■ EXERCISE BRIEF
A verbatim transcript of the lines below, starting at the first and ending with the one that holds "pub fn from_minefield(minefield: Minefield)", is what should be produced.

■ EXERCISE INPUTS
══════════════════════════════
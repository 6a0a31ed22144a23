use rand::Rng;

use crate::*;

#[derive(Copy, Clone, Debug, PartialEq, Eq)]
pub enum Direction {
    Up,
    Down,
    Left,
    Right,
}

/// Display toggles that survive a restart.
#[derive(Copy, Clone, Debug, PartialEq, Eq)]
pub struct Preferences {
    /// Show every mine while playing.
    pub debug: bool,
    pub show_help: bool,
    pub ascii: bool,
}

impl Default for Preferences {
    fn default() -> Self {
        Self {
            debug: false,
            show_help: true,
            ascii: false,
        }
    }
}

/// One game from the first frame until restart.
///
/// Whether a finished game was won is derived from the field, only the triggered mine is kept.
#[derive(Clone, Debug, PartialEq)]
pub struct Session {
    minefield: Minefield,
    cursor: Coord2,
    game_over: bool,
    triggered_mine: Option<Coord2>,
    elapsed_secs: u32,
    prefs: Preferences,
}

impl Session {
    pub fn new<R: Rng + ?Sized>(config: GameConfig, rng: &mut R) -> Self {
        Self::from_minefield(generate_minefield(config, rng))
    }

    pub fn from_minefield(minefield: Minefield) -> Self {
        let (size_x, size_y) = minefield.size();
        Self {
            minefield,
            cursor: ((size_x / 2).saturating_sub(1), (size_y / 2).saturating_sub(1)),
            game_over: false,
            triggered_mine: None,
            elapsed_secs: 0,
            prefs: Preferences::default(),
        }
    }

    pub fn with_preferences(mut self, prefs: Preferences) -> Self {
        self.prefs = prefs;
        self
    }

    /// Fresh board with the same config, keeping preferences and cursor.
    pub fn restart<R: Rng + ?Sized>(&self, rng: &mut R) -> Self {
        log::debug!("Restarting game");
        let mut next = Self::new(self.minefield.game_config(), rng).with_preferences(self.prefs);
        next.cursor = self.cursor;
        next
    }

    pub fn size(&self) -> Coord2 {
        self.minefield.size()
    }

    pub fn cursor(&self) -> Coord2 {
        self.cursor
    }

    pub fn preferences(&self) -> Preferences {
        self.prefs
    }

    pub fn is_game_over(&self) -> bool {
        self.game_over
    }

    /// Every safe cell is revealed and no mine went off.
    pub fn did_win(&self) -> bool {
        self.triggered_mine.is_none() && self.minefield.check_did_win()
    }

    pub fn triggered_mine(&self) -> Option<Coord2> {
        self.triggered_mine
    }

    pub fn elapsed_seconds(&self) -> u32 {
        self.elapsed_secs
    }

    pub fn total_mines(&self) -> CellCount {
        self.minefield.mine_count()
    }

    /// Can go negative when the player over-flags.
    pub fn mines_remaining(&self) -> isize {
        (self.total_mines() as isize) - (self.minefield.flagged_count() as isize)
    }

    pub fn cell_view(&self, coords: Coord2) -> CellView {
        self.minefield.cell_view(coords)
    }

    pub fn move_cursor(&mut self, direction: Direction) {
        let (size_x, size_y) = self.size();
        let (x, y) = self.cursor;
        self.cursor = match direction {
            Direction::Up => (x, wrap_dec(y, size_y)),
            Direction::Down => (x, wrap_inc(y, size_y)),
            Direction::Left => (wrap_dec(x, size_x), y),
            Direction::Right => (wrap_inc(x, size_x), y),
        };
    }

    pub fn reveal(&mut self, coords: Coord2) -> RevealOutcome {
        if self.game_over {
            return RevealOutcome::NoChange;
        }
        let report = self.minefield.sweep(coords);
        self.apply_report(report)
    }

    pub fn reveal_at_cursor(&mut self) -> RevealOutcome {
        self.reveal(self.cursor)
    }

    /// Flags or unflags a hidden cell. On a revealed cell this chords instead.
    pub fn toggle_flag(&mut self, coords: Coord2) -> FlagOutcome {
        if self.game_over {
            return FlagOutcome::NoChange;
        }
        match self.minefield.toggle_flag(coords) {
            Some(true) => FlagOutcome::Flagged,
            Some(false) => FlagOutcome::Unflagged,
            None => {
                let report = self.minefield.sweep(coords);
                FlagOutcome::Chorded(self.apply_report(report))
            }
        }
    }

    pub fn toggle_flag_at_cursor(&mut self) -> FlagOutcome {
        self.toggle_flag(self.cursor)
    }

    pub fn toggle_debug(&mut self) {
        self.prefs.debug = !self.prefs.debug;
    }

    pub fn toggle_help(&mut self) {
        self.prefs.show_help = !self.prefs.show_help;
    }

    pub fn toggle_ascii(&mut self) {
        self.prefs.ascii = !self.prefs.ascii;
    }

    pub fn tick(&mut self) {
        if !self.game_over {
            self.elapsed_secs = self.elapsed_secs.saturating_add(1);
        }
    }

    fn apply_report(&mut self, report: SweepReport) -> RevealOutcome {
        if let Some(coords) = report.triggered_mine {
            self.triggered_mine = Some(coords);
            self.game_over = true;
            log::debug!("Lost after {}s", self.elapsed_secs);
            RevealOutcome::HitMine
        } else if self.minefield.check_did_win() {
            self.game_over = true;
            log::debug!("Won after {}s", self.elapsed_secs);
            RevealOutcome::Won
        } else if report.revealed > 0 {
            RevealOutcome::Revealed
        } else {
            RevealOutcome::NoChange
        }
    }
}

fn wrap_inc(value: Coord, len: Coord) -> Coord {
    if value + 1 >= len { 0 } else { value + 1 }
}

fn wrap_dec(value: Coord, len: Coord) -> Coord {
    if value == 0 { len - 1 } else { value - 1 }
}

#[cfg(test)]
mod tests {
    use super::*;
    use rand::SeedableRng;
    use rand::rngs::SmallRng;

    fn session(size: Coord2, mines: &[Coord2]) -> Session {
        Session::from_minefield(Minefield::from_mine_coords(size, mines).unwrap())
    }

    #[test]
    fn single_safe_cell_wins_immediately() {
        let mut session = session((1, 1), &[]);

        assert_eq!(session.reveal((0, 0)), RevealOutcome::Won);
        assert!(session.is_game_over());
        assert!(session.did_win());
    }

    #[test]
    fn three_by_three_cascade_wins() {
        let mut session = session((3, 3), &[(2, 2)]);

        assert_eq!(session.reveal((0, 0)), RevealOutcome::Won);
        assert!(!session.cell_view((2, 2)).is_revealed);
        assert!(session.triggered_mine().is_none());
        assert!(session.did_win());
    }

    #[test]
    fn full_board_loses_on_any_reveal() {
        let mut rng = SmallRng::seed_from_u64(9);
        let mut session = Session::new(GameConfig::new((5, 5), 100), &mut rng);
        assert_eq!(session.total_mines(), 25);

        assert_eq!(session.reveal((3, 1)), RevealOutcome::HitMine);
        assert!(session.is_game_over());
        assert!(!session.did_win());
        assert_eq!(session.triggered_mine(), Some((3, 1)));
    }

    #[test]
    fn hitting_a_mine_is_not_a_win() {
        let mut session = session((2, 1), &[(0, 0)]);

        assert_eq!(session.reveal((0, 0)), RevealOutcome::HitMine);
        assert!(session.is_game_over());
        assert!(!session.did_win());
    }

    #[test]
    fn commands_are_ignored_after_game_over() {
        let mut session = session((3, 1), &[(0, 0)]);
        session.reveal((0, 0));
        let before = session.clone();

        assert_eq!(session.reveal((2, 0)), RevealOutcome::NoChange);
        assert_eq!(session.toggle_flag((1, 0)), FlagOutcome::NoChange);
        session.tick();

        assert_eq!(session, before);
        assert_eq!(session.elapsed_seconds(), 0);
    }

    #[test]
    fn tick_counts_seconds_while_playing() {
        let mut session = session((2, 2), &[(0, 0)]);
        session.tick();
        session.tick();
        assert_eq!(session.elapsed_seconds(), 2);
    }

    #[test]
    fn flagging_adjusts_mines_remaining() {
        let mut session = session((3, 3), &[(0, 0)]);

        assert_eq!(session.toggle_flag((2, 2)), FlagOutcome::Flagged);
        assert_eq!(session.toggle_flag((1, 2)), FlagOutcome::Flagged);
        assert_eq!(session.mines_remaining(), -1);
        assert_eq!(session.toggle_flag((2, 2)), FlagOutcome::Unflagged);
        assert_eq!(session.mines_remaining(), 0);
    }

    #[test]
    fn flag_on_revealed_cell_chords() {
        let mut session = session((3, 1), &[(0, 0)]);
        session.reveal((1, 0));
        session.toggle_flag((0, 0));

        let outcome = session.toggle_flag((1, 0));

        assert_eq!(outcome, FlagOutcome::Chorded(RevealOutcome::Won));
        assert!(session.did_win());
    }

    #[test]
    fn flag_chord_through_wrong_flag_loses() {
        let mut session = session((3, 1), &[(0, 0)]);
        session.reveal((1, 0));
        session.toggle_flag((2, 0));

        let outcome = session.toggle_flag((1, 0));

        assert_eq!(outcome, FlagOutcome::Chorded(RevealOutcome::HitMine));
        assert!(session.is_game_over());
        assert!(!session.did_win());
        assert_eq!(session.triggered_mine(), Some((0, 0)));
    }

    #[test]
    fn reveal_on_revealed_cell_chords() {
        let mut session = session((3, 3), &[(0, 1), (2, 1)]);
        session.reveal((1, 1));
        session.toggle_flag((0, 1));
        session.toggle_flag((2, 1));

        assert_eq!(session.reveal((1, 1)), RevealOutcome::Won);
    }

    #[test]
    fn cursor_wraps_both_axes() {
        let mut session = session((3, 2), &[]);
        assert_eq!(session.cursor(), (0, 0));

        session.move_cursor(Direction::Left);
        assert_eq!(session.cursor(), (2, 0));
        session.move_cursor(Direction::Right);
        assert_eq!(session.cursor(), (0, 0));
        session.move_cursor(Direction::Up);
        assert_eq!(session.cursor(), (0, 1));
        session.move_cursor(Direction::Down);
        assert_eq!(session.cursor(), (0, 0));
    }

    #[test]
    fn cursor_starts_near_center() {
        assert_eq!(session((30, 30), &[]).cursor(), (14, 14));
        assert_eq!(session((1, 1), &[]).cursor(), (0, 0));
    }

    #[test]
    fn restart_keeps_preferences_and_cursor() {
        let mut rng = SmallRng::seed_from_u64(1);
        let mut session = Session::new(GameConfig::new((9, 9), 10), &mut rng);
        session.toggle_debug();
        session.toggle_help();
        session.toggle_ascii();
        session.move_cursor(Direction::Right);
        session.tick();

        let next = session.restart(&mut rng);

        assert_eq!(next.preferences(), session.preferences());
        assert_eq!(next.cursor(), session.cursor());
        assert_eq!(next.elapsed_seconds(), 0);
        assert_eq!(next.total_mines(), 10);
        assert!(!next.is_game_over());
    }

    #[test]
    fn preferences_default_shows_help() {
        let prefs = session((2, 2), &[]).preferences();
        assert!(prefs.show_help);
        assert!(!prefs.debug);
        assert!(!prefs.ascii);
    }
}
══════════════════════════════
■ SOLUTION FOR THIS EXERCISE
repository 6a0a31ed22144a23
use rand::Rng;

use crate::*;

#[derive(Copy, Clone, Debug, PartialEq, Eq)]
pub enum Direction {
    Up,
    Down,
    Left,
    Right,
}

/// Display toggles that survive a restart.
#[derive(Copy, Clone, Debug, PartialEq, Eq)]
pub struct Preferences {
    /// Show every mine while playing.
    pub debug: bool,
    pub show_help: bool,
    pub ascii: bool,
}

impl Default for Preferences {
    fn default() -> Self {
        Self {
            debug: false,
            show_help: true,
            ascii: false,
        }
    }
}

/// One game from the first frame until restart.
///
/// Whether a finished game was won is derived from the field, only the triggered mine is kept.
#[derive(Clone, Debug, PartialEq)]
pub struct Session {
    minefield: Minefield,
    cursor: Coord2,
    game_over: bool,
    triggered_mine: Option<Coord2>,
    elapsed_secs: u32,
    prefs: Preferences,
}

impl Session {
    pub fn new<R: Rng + ?Sized>(config: GameConfig, rng: &mut R) -> Self {
        Self::from_minefield(generate_minefield(config, rng))
    }

    pub fn from_minefield(minefield: Minefield) -> Self {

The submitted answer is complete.